Work item: Below is a block of records; repeat each one exactly.

Supplied data:
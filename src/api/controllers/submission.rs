//! Submission endpoints: direct submit, batch fan-out, queueing, status,
//! cancellation, delayed retry, and counters.

use actix_web::HttpResponse;
use log::info;
use serde::{Deserialize, Serialize};

use crate::constants::MAX_BATCH_REQUEST_IDS;
use crate::models::{
    ApiError, ApiResponse, AppState, QueueEntry, QueuePriority, QueueStatus, RepositoryError,
    RequestStatus, SubmissionOptions, SubmissionOutcome, SubmissionStatus, TrackerStats,
    TransactionRepoModel,
};
use crate::repositories::{
    AuditLogRepositoryTrait, RequestRepositoryTrait, TransactionRepositoryTrait,
};
use crate::services::{LedgerGateway, NotificationSender};

#[derive(Debug, Deserialize)]
pub struct BatchSubmitRequest {
    pub request_ids: Vec<String>,
    #[serde(default)]
    pub options: SubmissionOptions,
    pub concurrency: Option<usize>,
}

#[derive(Debug, Deserialize, Default)]
pub struct QueueSubmitRequest {
    #[serde(default)]
    pub options: SubmissionOptions,
    #[serde(default)]
    pub priority: QueuePriority,
}

#[derive(Debug, Deserialize)]
pub struct RetryRequest {
    pub delay_ms: u64,
    #[serde(default)]
    pub options: SubmissionOptions,
}

#[derive(Debug, Serialize)]
pub struct QueuePositionResponse {
    pub request_id: String,
    pub position: usize,
}

/// Combined view a caller polls: durable request status, live tracker
/// state, and the broadcast record if one exists.
#[derive(Debug, Serialize)]
pub struct SubmissionStatusResponse {
    pub request_id: String,
    pub request_status: RequestStatus,
    pub submission: SubmissionStatus,
    pub transaction: Option<TransactionRepoModel>,
}

#[derive(Debug, Serialize)]
pub struct PipelineStatsResponse {
    pub tracker: TrackerStats,
    pub queue: QueueStatus,
}

pub async fn submit<G, R, T, A, N>(
    request_id: String,
    options: SubmissionOptions,
    state: &AppState<G, R, T, A, N>,
) -> Result<HttpResponse, ApiError>
where
    G: LedgerGateway + 'static,
    R: RequestRepositoryTrait + 'static,
    T: TransactionRepositoryTrait + 'static,
    A: AuditLogRepositoryTrait + 'static,
    N: NotificationSender + 'static,
{
    let outcome: SubmissionOutcome = state.tracker.submit(&request_id, options).await?;
    Ok(HttpResponse::Ok().json(ApiResponse::success(outcome)))
}

pub async fn submit_batch<G, R, T, A, N>(
    payload: BatchSubmitRequest,
    state: &AppState<G, R, T, A, N>,
) -> Result<HttpResponse, ApiError>
where
    G: LedgerGateway + 'static,
    R: RequestRepositoryTrait + 'static,
    T: TransactionRepositoryTrait + 'static,
    A: AuditLogRepositoryTrait + 'static,
    N: NotificationSender + 'static,
{
    if payload.request_ids.is_empty() {
        return Err(ApiError::BadRequest(
            "batch must contain at least one request id".to_string(),
        ));
    }
    if payload.request_ids.len() > MAX_BATCH_REQUEST_IDS {
        return Err(ApiError::BadRequest(format!(
            "batch of {} exceeds the limit of {} request ids",
            payload.request_ids.len(),
            MAX_BATCH_REQUEST_IDS
        )));
    }

    let results = state
        .batch_manager
        .submit_batch(&payload.request_ids, payload.options, payload.concurrency)
        .await;
    Ok(HttpResponse::Ok().json(ApiResponse::success(results)))
}

pub async fn queue_submission<G, R, T, A, N>(
    request_id: String,
    payload: QueueSubmitRequest,
    state: &AppState<G, R, T, A, N>,
) -> Result<HttpResponse, ApiError>
where
    G: LedgerGateway + 'static,
    R: RequestRepositoryTrait + 'static,
    T: TransactionRepositoryTrait + 'static,
    A: AuditLogRepositoryTrait + 'static,
    N: NotificationSender + 'static,
{
    // reject unknown ids up front rather than at drain time
    match state.request_repository.get_by_id(&request_id).await {
        Ok(_) => {}
        Err(RepositoryError::NotFound(_)) => {
            return Err(ApiError::NotFound(format!("request not found: {request_id}")))
        }
        Err(e) => return Err(e.into()),
    }

    let position = state.queue.enqueue(QueueEntry::new(
        request_id.clone(),
        payload.options,
        payload.priority,
    ));
    info!("request {} queued at position {}", request_id, position);
    Ok(HttpResponse::Accepted().json(ApiResponse::success(QueuePositionResponse {
        request_id,
        position,
    })))
}

pub async fn get_status<G, R, T, A, N>(
    request_id: String,
    state: &AppState<G, R, T, A, N>,
) -> Result<HttpResponse, ApiError>
where
    G: LedgerGateway + 'static,
    R: RequestRepositoryTrait + 'static,
    T: TransactionRepositoryTrait + 'static,
    A: AuditLogRepositoryTrait + 'static,
    N: NotificationSender + 'static,
{
    let request = state.request_repository.get_by_id(&request_id).await?;
    let submission = state.tracker.get_submission_status(&request_id);
    let transaction = state
        .transaction_repository
        .get_by_request_id(&request_id)
        .await?;

    Ok(HttpResponse::Ok().json(ApiResponse::success(SubmissionStatusResponse {
        request_id,
        request_status: request.status,
        submission,
        transaction,
    })))
}

pub async fn cancel<G, R, T, A, N>(
    request_id: String,
    state: &AppState<G, R, T, A, N>,
) -> Result<HttpResponse, ApiError>
where
    G: LedgerGateway + 'static,
    R: RequestRepositoryTrait + 'static,
    T: TransactionRepositoryTrait + 'static,
    A: AuditLogRepositoryTrait + 'static,
    N: NotificationSender + 'static,
{
    let cancelled = state.tracker.cancel_submission(&request_id);
    Ok(HttpResponse::Ok().json(ApiResponse::success(serde_json::json!({
        "request_id": request_id,
        "cancelled": cancelled,
    }))))
}

pub async fn schedule_retry<G, R, T, A, N>(
    request_id: String,
    payload: RetryRequest,
    state: &AppState<G, R, T, A, N>,
) -> Result<HttpResponse, ApiError>
where
    G: LedgerGateway + 'static,
    R: RequestRepositoryTrait + 'static,
    T: TransactionRepositoryTrait + 'static,
    A: AuditLogRepositoryTrait + 'static,
    N: NotificationSender + 'static,
{
    match state.request_repository.get_by_id(&request_id).await {
        Ok(request) if request.status == RequestStatus::Signed => {}
        Ok(request) => {
            return Err(ApiError::BadRequest(format!(
                "request {} is not in a submittable status: {}",
                request_id, request.status
            )))
        }
        Err(RepositoryError::NotFound(_)) => {
            return Err(ApiError::NotFound(format!("request not found: {request_id}")))
        }
        Err(e) => return Err(e.into()),
    }

    state
        .tracker
        .schedule_retry(&request_id, payload.delay_ms, payload.options);
    Ok(HttpResponse::Accepted().json(ApiResponse::success(serde_json::json!({
        "request_id": request_id,
        "retry_in_ms": payload.delay_ms,
    }))))
}

pub async fn get_stats<G, R, T, A, N>(
    state: &AppState<G, R, T, A, N>,
) -> Result<HttpResponse, ApiError>
where
    G: LedgerGateway + 'static,
    R: RequestRepositoryTrait + 'static,
    T: TransactionRepositoryTrait + 'static,
    A: AuditLogRepositoryTrait + 'static,
    N: NotificationSender + 'static,
{
    Ok(HttpResponse::Ok().json(ApiResponse::success(PipelineStatsResponse {
        tracker: state.tracker.get_stats(),
        queue: state.queue.get_status(),
    })))
}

Answer space:
filename src/api/controllers/submission.rs
//! Submission endpoints: direct submit, batch fan-out, queueing, status,
//! cancellation, delayed retry, and counters.

use actix_web::HttpResponse;
use log::info;
use serde::{Deserialize, Serialize};

use crate::constants::MAX_BATCH_REQUEST_IDS;
use crate::models::{
    ApiError, ApiResponse, AppState, QueueEntry, QueuePriority, QueueStatus, RepositoryError,
    RequestStatus, SubmissionOptions, SubmissionOutcome, SubmissionStatus, TrackerStats,
    TransactionRepoModel,
};
use crate::repositories::{
    AuditLogRepositoryTrait, RequestRepositoryTrait, TransactionRepositoryTrait,
};
use crate::services::{LedgerGateway, NotificationSender};

#[derive(Debug, Deserialize)]
pub struct BatchSubmitRequest {
    pub request_ids: Vec<String>,
    #[serde(default)]
    pub options: SubmissionOptions,
    pub concurrency: Option<usize>,
}

#[derive(Debug, Deserialize, Default)]
pub struct QueueSubmitRequest {
    #[serde(default)]
    pub options: SubmissionOptions,
    #[serde(default)]
    pub priority: QueuePriority,
}

#[derive(Debug, Deserialize)]
pub struct RetryRequest {
    pub delay_ms: u64,
    #[serde(default)]
    pub options: SubmissionOptions,
}

#[derive(Debug, Serialize)]
pub struct QueuePositionResponse {
    pub request_id: String,
    pub position: usize,
}

/// Combined view a caller polls: durable request status, live tracker
/// state, and the broadcast record if one exists.
#[derive(Debug, Serialize)]
pub struct SubmissionStatusResponse {
    pub request_id: String,
    pub request_status: RequestStatus,
    pub submission: SubmissionStatus,
    pub transaction: Option<TransactionRepoModel>,
}

#[derive(Debug, Serialize)]
pub struct PipelineStatsResponse {
    pub tracker: TrackerStats,
    pub queue: QueueStatus,
}

pub async fn submit<G, R, T, A, N>(
    request_id: String,
    options: SubmissionOptions,
    state: &AppState<G, R, T, A, N>,
) -> Result<HttpResponse, ApiError>
where
    G: LedgerGateway + 'static,
    R: RequestRepositoryTrait + 'static,
    T: TransactionRepositoryTrait + 'static,
    A: AuditLogRepositoryTrait + 'static,
    N: NotificationSender + 'static,
{
    let outcome: SubmissionOutcome = state.tracker.submit(&request_id, options).await?;
    Ok(HttpResponse::Ok().json(ApiResponse::success(outcome)))
}

pub async fn submit_batch<G, R, T, A, N>(
    payload: BatchSubmitRequest,
    state: &AppState<G, R, T, A, N>,
) -> Result<HttpResponse, ApiError>
where
    G: LedgerGateway + 'static,
    R: RequestRepositoryTrait + 'static,
    T: TransactionRepositoryTrait + 'static,
    A: AuditLogRepositoryTrait + 'static,
    N: NotificationSender + 'static,
{
    if payload.request_ids.is_empty() {
        return Err(ApiError::BadRequest(
            "batch must contain at least one request id".to_string(),
        ));
    }
    if payload.request_ids.len() > MAX_BATCH_REQUEST_IDS {
        return Err(ApiError::BadRequest(format!(
            "batch of {} exceeds the limit of {} request ids",
            payload.request_ids.len(),
            MAX_BATCH_REQUEST_IDS
        )));
    }

    let results = state
        .batch_manager
        .submit_batch(&payload.request_ids, payload.options, payload.concurrency)
        .await;
    Ok(HttpResponse::Ok().json(ApiResponse::success(results)))
}

pub async fn queue_submission<G, R, T, A, N>(
    request_id: String,
    payload: QueueSubmitRequest,
    state: &AppState<G, R, T, A, N>,
) -> Result<HttpResponse, ApiError>
where
    G: LedgerGateway + 'static,
    R: RequestRepositoryTrait + 'static,
    T: TransactionRepositoryTrait + 'static,
    A: AuditLogRepositoryTrait + 'static,
    N: NotificationSender + 'static,
{
    // reject unknown ids up front rather than at drain time
    match state.request_repository.get_by_id(&request_id).await {
        Ok(_) => {}
        Err(RepositoryError::NotFound(_)) => {
            return Err(ApiError::NotFound(format!("request not found: {request_id}")))
        }
        Err(e) => return Err(e.into()),
    }

    let position = state.queue.enqueue(QueueEntry::new(
        request_id.clone(),
        payload.options,
        payload.priority,
    ));
    info!("request {} queued at position {}", request_id, position);
    Ok(HttpResponse::Accepted().json(ApiResponse::success(QueuePositionResponse {
        request_id,
        position,
    })))
}

pub async fn get_status<G, R, T, A, N>(
    request_id: String,
    state: &AppState<G, R, T, A, N>,
) -> Result<HttpResponse, ApiError>
where
    G: LedgerGateway + 'static,
    R: RequestRepositoryTrait + 'static,
    T: TransactionRepositoryTrait + 'static,
    A: AuditLogRepositoryTrait + 'static,
    N: NotificationSender + 'static,
{
    let request = state.request_repository.get_by_id(&request_id).await?;
    let submission = state.tracker.get_submission_status(&request_id);
    let transaction = state
        .transaction_repository
        .get_by_request_id(&request_id)
        .await?;

    Ok(HttpResponse::Ok().json(ApiResponse::success(SubmissionStatusResponse {
        request_id,
        request_status: request.status,
        submission,
        transaction,
    })))
}

pub async fn cancel<G, R, T, A, N>(
    request_id: String,
    state: &AppState<G, R, T, A, N>,
) -> Result<HttpResponse, ApiError>
where
    G: LedgerGateway + 'static,
    R: RequestRepositoryTrait + 'static,
    T: TransactionRepositoryTrait + 'static,
    A: AuditLogRepositoryTrait + 'static,
    N: NotificationSender + 'static,
{
    let cancelled = state.tracker.cancel_submission(&request_id);
    Ok(HttpResponse::Ok().json(ApiResponse::success(serde_json::json!({
        "request_id": request_id,
        "cancelled": cancelled,
    }))))
}

pub async fn schedule_retry<G, R, T, A, N>(
    request_id: String,
    payload: RetryRequest,
    state: &AppState<G, R, T, A, N>,
) -> Result<HttpResponse, ApiError>
where
    G: LedgerGateway + 'static,
    R: RequestRepositoryTrait + 'static,
    T: TransactionRepositoryTrait + 'static,
    A: AuditLogRepositoryTrait + 'static,
    N: NotificationSender + 'static,
{
    match state.request_repository.get_by_id(&request_id).await {
        Ok(request) if request.status == RequestStatus::Signed => {}
        Ok(request) => {
            return Err(ApiError::BadRequest(format!(
                "request {} is not in a submittable status: {}",
                request_id, request.status
            )))
        }
        Err(RepositoryError::NotFound(_)) => {
            return Err(ApiError::NotFound(format!("request not found: {request_id}")))
        }
        Err(e) => return Err(e.into()),
    }

    state
        .tracker
        .schedule_retry(&request_id, payload.delay_ms, payload.options);
    Ok(HttpResponse::Accepted().json(ApiResponse::success(serde_json::json!({
        "request_id": request_id,
        "retry_in_ms": payload.delay_ms,
    }))))
}

pub async fn get_stats<G, R, T, A, N>(
    state: &AppState<G, R, T, A, N>,
) -> Result<HttpResponse, ApiError>
where
    G: LedgerGateway + 'static,
    R: RequestRepositoryTrait + 'static,
    T: TransactionRepositoryTrait + 'static,
    A: AuditLogRepositoryTrait + 'static,
    N: NotificationSender + 'static,
{
    Ok(HttpResponse::Ok().json(ApiResponse::success(PipelineStatsResponse {
        tracker: state.tracker.get_stats(),
        queue: state.queue.get_status(),
    })))
}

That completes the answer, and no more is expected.